On peut être inquiet. Alors que des femmes courageuses manifestent dans les rues d’Iran, d’abord en hommage à Mahsa Amini, et pour faire valoir leur droit de s’habiller comme elles l’entendent, alors que la dictature religieuse tire à balles réelles, voilà qu’ici... on est sans nouvelles de nos féministes! Où sont-elles passées? Pendant un court instant on a cru s’être trompés: deux ou trois d’entre elles (la tendance dure) sont apparues sur les plateaux de télévision pour se couper une mèche de cheveux, et puis pfffuit… le silence est revenu.

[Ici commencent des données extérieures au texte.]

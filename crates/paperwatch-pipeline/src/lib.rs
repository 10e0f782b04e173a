//! paperwatch-pipeline — the run coordinator and ranker.
//!
//! One [`pipeline::Pipeline`] drives the fetch → dedup → classify → filter →
//! score → rank → persist sequence and exposes the three entry points the
//! outer layers call: `run_digest`, `search` and `cleanup`.

pub mod pipeline;
pub mod ranker;

pub use pipeline::{Digest, Pipeline, StageReport, SubscriptionSection};
pub use ranker::rank;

 Que s’est-il passé pour que des combattantes d’ordinaire si résolues, toujours prêtes à en découdre avec le timide auteur imprudent d’un propos déplacé, prennent subitement la poudre d’escampette, quand à Téhéran des femmes se font descendre à bout portant parce qu’elles veulent simplement exister? Je crois savoir.

 Elles sont en réflexion. Elles méditent. Elles se demandent enfin, et ce n’est pas trop tôt, si leur noble admiration pour la diversité des cultures ne les a pas conduites à une impasse. Diversité, oui. Mais jusqu’où? Jusqu’au port du voile pour le sexe féminin depuis le plus jeune âge? Se soustraire aux cours d’éducation physique à l’école? Plonger dans les piscines sans respecter les règles élémentaires d’hygiène?

 Ah ça, elles vont en mettre des sujets sur la table, nos militantes! Leurs discussions doivent être animées. Mais rassurez-vous, elles vont nous revenir fringantes, et les ayatollahs d’ici et de partout n’ont qu’à bien se tenir!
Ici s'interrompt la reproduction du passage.